Chapter 1 Notes on Picturing Distributions with Graphs

Understanding Statistics

  • Statistics: The science of data.

    • First step is organizing thoughts about the data.

Key Terminology

  • Individual: An object described by a set of data.

  • Variable: A characteristic of the individual.

Planning a Study

  • Key Questions:

    • Who?: What individuals does the data describe?

    • What?: Definitions and measurements of the variables.

    • Where?: The context of data collection matters.

    • When?: Timing of the data collection.

    • Why?: Purpose of data collection - is it to describe individuals or a larger group?

Types of Variables

  • Categorical Variable: Assigns individuals to groups or categories.

  • Quantitative Variable: Takes numerical values where arithmetic operations make sense, often measured in specific units.

Exploratory Data Analysis (EDA)

  • EDA Process: Use statistical tools to examine data to describe features. Steps include:

    • Examining each variable by itself.

    • Studying relationships among variables.

    • Starting with graphs, then providing numerical summaries.

Distribution of Variables

  • Categorical Variability: Lists categories with counts or percents of individuals per category.

    • Pie Charts: Visual display of categorical distributions showing proportionate slices.

    • Bar Graphs: Represent categorical data through bars showing counts/percents for each category.

Examples of Categorical Data

  • Pie Chart Example: Full-time first-year students' intended majors, showing percent distribution across categories (e.g., Biological sciences, Business).

  • Bar Graph Example: Sources used by Americans aged 12-34 for music, depicting frequency of use for each platform.

Quantitative Data

  • Distribution Overview: Quantitative variables show values and their frequency.

    • Histograms: Show distributions with bars; height indicates count of observations in intervals.

    • Stemplots: Display data by separating observations into stems and leaves while retaining actual values.

Histograms

  • Creating Histograms:

    • Use for quantitative variables, especially in large datasets.

    • Divide data into equal-width classes, count observations in each, and display as bars.

  • Interpretation:

    • Assess shape, center, variability, and identify outliers in the histogram.

Shape of Distributions

  • Types of Shapes:

    • Symmetric: Mirror-like left and right sides.

    • Right-skewed: Longer right tail; higher frequencies of lower values.

    • Left-skewed: Longer left tail; higher frequencies of higher values.

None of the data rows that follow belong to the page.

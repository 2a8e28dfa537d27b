use serde::Deserialize;
use shared_constants::{
    DEFAULT_ARIA_LABEL, DEFAULT_BOTTOM_PX, DEFAULT_CLASS, DEFAULT_RIGHT_PX, DEFAULT_SMOOTH,
    DEFAULT_THRESHOLD_PX,
};

use crate::viewport::ScrollBehavior;

/// Caller supplied overrides for a back-to-top button.
///
/// Every field is optional, absent fields fall back to the defaults when
/// resolved. Values are taken as given, a negative threshold simply keeps the
/// button visible.
#[derive(Deserialize, Clone, Debug, Default, PartialEq)]
#[serde(rename_all = "camelCase", default)]
pub struct BackTopOptions {
    pub threshold: Option<f64>,
    pub smooth: Option<bool>,
    #[serde(alias = "className")]
    pub class: Option<String>,
    pub style: Option<String>,
    pub text: Option<String>,
    pub bottom: Option<f64>,
    pub right: Option<f64>,
    pub aria_label: Option<String>,
}

/// Fully resolved configuration for one render.
#[derive(Clone, Debug, PartialEq)]
pub struct BackTopConfig {
    pub threshold: f64,
    pub smooth: bool,
    pub class: String,
    pub style: String,
    pub text: String,
    pub bottom: f64,
    pub right: f64,
    pub aria_label: String,
}

impl Default for BackTopConfig {
    fn default() -> Self {
        Self {
            threshold: DEFAULT_THRESHOLD_PX,
            smooth: DEFAULT_SMOOTH,
            class: DEFAULT_CLASS.to_string(),
            style: String::new(),
            text: String::new(),
            bottom: DEFAULT_BOTTOM_PX,
            right: DEFAULT_RIGHT_PX,
            aria_label: DEFAULT_ARIA_LABEL.to_string(),
        }
    }
}

impl BackTopOptions {
    /// Layers `other` on top of `self`, fields present in `other` win.
    pub fn overlay(self, other: BackTopOptions) -> BackTopOptions {
        BackTopOptions {
            threshold: other.threshold.or(self.threshold),
            smooth: other.smooth.or(self.smooth),
            class: other.class.or(self.class),
            style: other.style.or(self.style),
            text: other.text.or(self.text),
            bottom: other.bottom.or(self.bottom),
            right: other.right.or(self.right),
            aria_label: other.aria_label.or(self.aria_label),
        }
    }

    /// Shallow merge of the present fields over the defaults.
    pub fn resolve(self) -> BackTopConfig {
        let defaults = BackTopConfig::default();
        BackTopConfig {
            threshold: self.threshold.unwrap_or(defaults.threshold),
            smooth: self.smooth.unwrap_or(defaults.smooth),
            class: self.class.unwrap_or(defaults.class),
            style: self.style.unwrap_or(defaults.style),
            text: self.text.unwrap_or(defaults.text),
            bottom: self.bottom.unwrap_or(defaults.bottom),
            right: self.right.unwrap_or(defaults.right),
            aria_label: self.aria_label.unwrap_or(defaults.aria_label),
        }
    }
}

impl BackTopConfig {
    pub fn scroll_behavior(&self) -> ScrollBehavior {
        ScrollBehavior::from_smooth(self.smooth)
    }

    pub fn has_label(&self) -> bool {
        !self.text.is_empty()
    }

    /// The inline style of the button.
    ///
    /// The positional offsets come after the caller's style so they always
    /// take effect, whatever the class or the style declare.
    pub fn inline_style(&self) -> String {
        let mut style = self.style.trim().to_string();
        if !style.is_empty() && !style.ends_with(';') {
            style.push(';');
        }
        if !style.is_empty() {
            style.push(' ');
        }
        style.push_str(&format!(
            "position: fixed; bottom: {}px; right: {}px;",
            self.bottom, self.right
        ));
        style
    }
}
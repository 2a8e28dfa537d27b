use models::BackTopOptions;
use wasm_bindgen::JsValue;

#[derive(Debug, PartialEq, thiserror::Error)]
pub enum OptionsError {
    #[error("The options are not valid JSON: {0}")]
    InvalidJson(String),
    #[error("The options could not be deserialized: {0}")]
    Deserialize(String),
}

/// Reads button options from a plain JS object.
pub fn options_from_js(value: JsValue) -> Result<BackTopOptions, OptionsError> {
    serde_wasm_bindgen::from_value(value).map_err(|e| OptionsError::Deserialize(e.to_string()))
}

/// Reads button options from a JSON `data-*` attribute on `<body>`.
///
/// Returns `Ok(None)` when there is no body or no such attribute.
pub fn page_options(attribute: &str) -> Result<Option<BackTopOptions>, OptionsError> {
    let Some(body) = web_sys::window()
        .and_then(|w| w.document())
        .and_then(|d| d.body())
    else {
        return Ok(None);
    };
    let Some(raw) = body.get_attribute(attribute) else {
        return Ok(None);
    };
    let value =
        js_sys::JSON::parse(&raw).map_err(|e| OptionsError::InvalidJson(format!("{e:?}")))?;
    options_from_js(value).map(Some)
}
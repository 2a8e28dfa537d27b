mod app;

pub use app::{
    backtop::BackTop,
    demo::Demo,
    options::{options_from_js, page_options, OptionsError},
    viewport::WindowViewport,
};
pub use models::{BackTopConfig, BackTopOptions, ScrollBehavior, Visibility, ViewportError};
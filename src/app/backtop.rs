// Copyright 2024-2025 hrzlgnm
// SPDX-License-Identifier: MIT-0

use std::{cell::RefCell, rc::Rc};

use leptos::prelude::*;
use models::{
    activate, watch_visibility, BackTopConfig, BackTopOptions, Visibility, VisibilityWatch,
};
use send_wrapper::SendWrapper;
use shared_constants::LABEL_CLASS;
use thaw::Icon;

use super::viewport::WindowViewport;
use crate::log_fn;

/// A button that shows up once the window has scrolled past `threshold` pixels
/// and scrolls it back to the top when clicked.
///
/// Every prop is optional. `options` is a base layer, the other props take
/// precedence over it and both fall back to the defaults. `on_visibility_change`
/// is told about every show/hide transition.
#[component]
pub fn BackTop(
    #[prop(optional, into)] options: Option<BackTopOptions>,
    #[prop(optional, into)] threshold: MaybeProp<f64>,
    #[prop(optional, into)] smooth: MaybeProp<bool>,
    #[prop(optional, into)] class: MaybeProp<String>,
    #[prop(optional, into)] style: MaybeProp<String>,
    #[prop(into, default = None)] icon: Option<icondata_core::Icon>,
    #[prop(optional, into)] text: MaybeProp<String>,
    #[prop(optional, into)] bottom: MaybeProp<f64>,
    #[prop(optional, into)] right: MaybeProp<f64>,
    #[prop(optional, into)] aria_label: MaybeProp<String>,
    #[prop(optional, into)] on_click: Option<Callback<()>>,
    #[prop(optional, into)] on_visibility_change: Option<Callback<Visibility>>,
) -> impl IntoView {
    let config = Memo::new(move |_| {
        let props = BackTopOptions {
            threshold: threshold.get(),
            smooth: smooth.get(),
            class: class.get(),
            style: style.get(),
            text: text.get(),
            bottom: bottom.get(),
            right: right.get(),
            aria_label: aria_label.get(),
        };
        options.clone().unwrap_or_default().overlay(props).resolve()
    });
    let threshold = Memo::new(move |_| config.with(|c| c.threshold));
    let visible = RwSignal::new(Visibility::Hidden);

    // one watch per mounted instance, rebound when the threshold changes
    let slot: Rc<RefCell<Option<VisibilityWatch<WindowViewport>>>> = Rc::new(RefCell::new(None));
    let release = SendWrapper::new(Rc::clone(&slot));
    Effect::new(move |_| {
        let threshold = threshold.get();
        let mut slot = slot.borrow_mut();
        let bound = log_fn!(format!("bind_back_top({threshold})"), {
            match slot.take() {
                Some(mut watch) => {
                    let rebound = watch.rebind(threshold);
                    *slot = Some(watch);
                    rebound
                }
                None => WindowViewport::new()
                    .and_then(|viewport| {
                        watch_visibility(viewport, threshold, Visibility::Hidden, move |next| {
                            log::debug!("Back to top changed to {next:?}");
                            visible.set(next);
                            if let Some(on_visibility_change) = on_visibility_change {
                                on_visibility_change.run(next);
                            }
                        })
                    })
                    .map(|watch| *slot = Some(watch)),
            }
        });
        if let Err(e) = bound {
            log::error!("Failed to add scroll event listener: {e}");
        }
    });
    on_cleanup(move || {
        if let Some(watch) = release.borrow_mut().take() {
            log::debug!("Releasing scroll listener for threshold {}", watch.threshold());
        }
    });

    let icon = icon.unwrap_or(icondata::MdiChevronUp);

    let on_activate = move |_| {
        let behavior = config.with_untracked(BackTopConfig::scroll_behavior);
        match WindowViewport::new() {
            Ok(viewport) => activate(&viewport, behavior, || {
                if let Some(on_click) = on_click {
                    on_click.run(());
                }
            }),
            Err(e) => log::error!("Cannot scroll to top: {e}"),
        }
    };

    view! {
        <Show when=move || visible.get().is_visible()>
            <button
                class=move || config.with(|c| c.class.clone())
                style=move || config.with(BackTopConfig::inline_style)
                aria-label=move || config.with(|c| c.aria_label.clone())
                on:click=on_activate
            >
                <Icon icon=icon />
                <Show when=move || config.with(BackTopConfig::has_label)>
                    <span class=LABEL_CLASS>{move || config.with(|c| c.text.clone())}</span>
                </Show>
            </button>
        </Show>
    }
}
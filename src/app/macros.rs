/// Traces entry and exit of `$body` under `$name`.
#[macro_export]
macro_rules! log_fn {
    ($name:expr, $body:block) => {{
        let name = $name;
        log::trace!("-> {}", name);
        let result = { $body };
        log::trace!("<- {}", name);
        result
    }};
}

Stemplots (Stem-and-Leaf Plots)

  • Creating Stemplots:

    • Divide each observation into stem (all but the last digit) and leaf (the last digit).

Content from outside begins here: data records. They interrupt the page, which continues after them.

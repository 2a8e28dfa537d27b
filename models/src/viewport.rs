use std::{cell::RefCell, fmt, rc::Rc};

use crate::visibility::{Visibility, VisibilityTracker};

#[derive(Clone, Copy, Debug, PartialEq, Eq)]
pub enum ScrollBehavior {
    Smooth,
    Instant,
}

impl ScrollBehavior {
    pub fn from_smooth(smooth: bool) -> Self {
        if smooth {
            ScrollBehavior::Smooth
        } else {
            ScrollBehavior::Instant
        }
    }
}

#[derive(Debug, PartialEq, thiserror::Error)]
pub enum ViewportError {
    #[error("The viewport is not available")]
    Unavailable,
    #[error("Failed to register the scroll listener: {0}")]
    Subscribe(String),
}

/// The scrollable surface the button observes and drives.
pub trait Viewport {
    /// Current vertical scroll offset in pixels.
    fn scroll_y(&self) -> f64;

    /// Registers `listener` for scroll signals until the returned
    /// subscription is released or dropped.
    fn subscribe(
        &self,
        listener: Box<dyn FnMut()>,
    ) -> Result<ScrollSubscription, ViewportError>;

    /// Requests a scroll to vertical offset 0. Fire and forget.
    fn scroll_to_top(&self, behavior: ScrollBehavior);
}

/// A registered scroll listener, deregistered exactly once on release or drop.
#[must_use = "the listener is removed as soon as the subscription is dropped"]
pub struct ScrollSubscription {
    release: Option<Box<dyn FnOnce()>>,
}

impl ScrollSubscription {
    pub fn new(release: impl FnOnce() + 'static) -> Self {
        Self {
            release: Some(Box::new(release)),
        }
    }

    pub fn release(mut self) {
        self.release_now();
    }

    fn release_now(&mut self) {
        if let Some(release) = self.release.take() {
            release();
        }
    }
}

impl Drop for ScrollSubscription {
    fn drop(&mut self) {
        self.release_now();
    }
}

impl fmt::Debug for ScrollSubscription {
    fn fmt(&self, f: &mut fmt::Formatter<'_>) -> fmt::Result {
        f.debug_struct("ScrollSubscription")
            .field("active", &self.release.is_some())
            .finish()
    }
}

type ChangeHandler = Rc<RefCell<dyn FnMut(Visibility)>>;

/// Keeps one scroll listener bound to a viewport for as long as it lives.
///
/// Dropping the watch removes the listener.
pub struct VisibilityWatch<V: Viewport> {
    viewport: V,
    threshold: f64,
    state: Rc<RefCell<Visibility>>,
    on_change: ChangeHandler,
    subscription: Option<ScrollSubscription>,
}

/// Binds a visibility tracker to the scroll signals of `viewport`.
///
/// `on_change` is called with the new state after every transition, starting
/// from `initial`.
pub fn watch_visibility<V, F>(
    viewport: V,
    threshold: f64,
    initial: Visibility,
    on_change: F,
) -> Result<VisibilityWatch<V>, ViewportError>
where
    V: Viewport + Clone + 'static,
    F: FnMut(Visibility) + 'static,
{
    let mut watch = VisibilityWatch {
        viewport,
        threshold,
        state: Rc::new(RefCell::new(initial)),
        on_change: Rc::new(RefCell::new(on_change)),
        subscription: None,
    };
    watch.bind()?;
    Ok(watch)
}

impl<V> VisibilityWatch<V>
where
    V: Viewport + Clone + 'static,
{
    pub fn threshold(&self) -> f64 {
        self.threshold
    }

    pub fn visibility(&self) -> Visibility {
        *self.state.borrow()
    }

    pub fn is_bound(&self) -> bool {
        self.subscription.is_some()
    }

    /// Moves the listener to a new threshold.
    ///
    /// The current listener is released before the next one is registered.
    /// The visibility stays as is until the next scroll signal.
    pub fn rebind(&mut self, threshold: f64) -> Result<(), ViewportError> {
        if let Some(subscription) = self.subscription.take() {
            subscription.release();
        }
        self.threshold = threshold;
        self.bind()
    }

    fn bind(&mut self) -> Result<(), ViewportError> {
        let viewport = self.viewport.clone();
        let state = Rc::clone(&self.state);
        let on_change = Rc::clone(&self.on_change);
        let mut tracker = VisibilityTracker::with_state(self.threshold, *self.state.borrow());
        let listener = Box::new(move || {
            if let Some(next) = tracker.on_scroll(viewport.scroll_y()) {
                *state.borrow_mut() = next;
                let mut on_change = on_change.borrow_mut();
                (*on_change)(next);
            }
        });
        self.subscription = Some(self.viewport.subscribe(listener)?);
        Ok(())
    }
}

impl<V: Viewport> fmt::Debug for VisibilityWatch<V> {
    fn fmt(&self, f: &mut fmt::Formatter<'_>) -> fmt::Result {
        f.debug_struct("VisibilityWatch")
            .field("threshold", &self.threshold)
            .field("state", &*self.state.borrow())
            .field("subscription", &self.subscription)
            .finish()
    }
}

    • Display stems in a vertical column with leaves listed in order to the right.

Time Plots

  • Purpose: Show data trends over time.

  • Structure: Time on the horizontal axis, measured variable on the vertical.

    • Look for trends and seasonal patterns in the data.

  • Examples:

    • Time Plot of Water Levels: Showing mean daily gauge height over years.

    • CO2 Concentration Plot: Patterns of atmospheric CO2 concentration over decades.


These organized notes serve to outline the foundational aspects of statistical analysis, particularly focusing on variables, data representation methods, and the exploration of data distributions.